Per raccontare una guerra è fondamentale esserci: questo è quanto hanno sottolineato Paul Conroy, fotogiornalista e documentarista inviato nelle zone di guerra per BBC, Sky TV e Sunday Times, e Nicole Tung, fotogiornalista inviata per The New York Times, Stern Magazine e Le Monde, alla tredicesima edizione del festival del giornalismo.

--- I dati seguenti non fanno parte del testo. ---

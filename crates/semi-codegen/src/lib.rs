//! Semi code generator: compiles Semi source straight to C.
//!
//! # Architecture
//!
//! There is no AST. The compiler pulls characters from a
//! [`semi_lexer::CharStream`] and emits C statements as soon as each
//! source statement is recognised:
//!
//! 1. the data section (everything before the first `;`) becomes
//!    register declarations ([`data`]);
//! 2. the remaining sections alternate between straight-line and loop
//!    code ([`stmt`]);
//! 3. every String register is released at the end of `main`.
//!
//! The emitted translation unit embeds the C runtime rendered by
//! [`semi_runtime::c_runtime`], so it builds with a plain `cc` call.

pub mod command;
pub mod compiler;
pub mod data;
pub mod emitter;
pub mod stmt;

pub use command::{BinaryOp, Command, UnaryOp};
pub use compiler::{compile, compile_program, CompiledProgram};
pub use emitter::Emitter;

/// Separates program sections.
pub const SECTION_MARKER: u8 = b';';
/// Ends a string literal early in the data section.
pub const LITERAL_TERMINATOR: u8 = b'.';
/// Closes the innermost open conditional.
pub const CLOSER: u8 = b'.';
/// Starts the else-branch of the innermost open conditional.
pub const JOIN_CLOSER: u8 = b':';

Come afferma Conroy, in un’epoca in cui tutto accade velocemente, mancano la conferma e l’approfondimento che possono esserci solo quando si è fisicamente presenti sul campo. Quando Conroy si trovava in Siria con la giornalista Marie Colvin, poi uccisa mentre seguiva l’assedio di Holms, ha ricevuto un video girato in una sala piena di corpi decapitati. Decide di non pubblicare il video perché scopre che è il Messico il teatro dell’accaduto ad opera dei narcotrafficanti: probabilmente tale rivelazione non sarebbe mai arrivata se non si fosse trovato sul luogo.
Tung sottolinea l’importanza delle donne sul campo. Infatti, molto spesso ci si trova ad operare in società in cui è fortemente radicata la concezione patriarcale, dove uomini e donne non possono stare a contatto: essere una donna sul campo significa raccontare la storia anche dal punto di vista femminile, svelare l’altra faccia della medaglia. Inoltre, le donne sono le persone più coraggiose: danno ospitalità, cibo e riescono a fare sentire a casa in un contesto così difficile.
Fare i fotoreporter di guerra non è certamente facile. La difficoltà non ha a che fare unicamente con la sopravvivenza e con l’esercizio della professione nei luoghi di guerra, ma si sconta anche nella fase successiva al conflitto, al momento del rientro a casa. Si tratta di disturbi da stress postraumatico e come affermano i due fotogiornalisti è di estrema importanza riconoscere la condizione e farsi aiutare nella risoluzione. Prima di affrontare un nuovo conflitto è necessario superare il trauma precedente.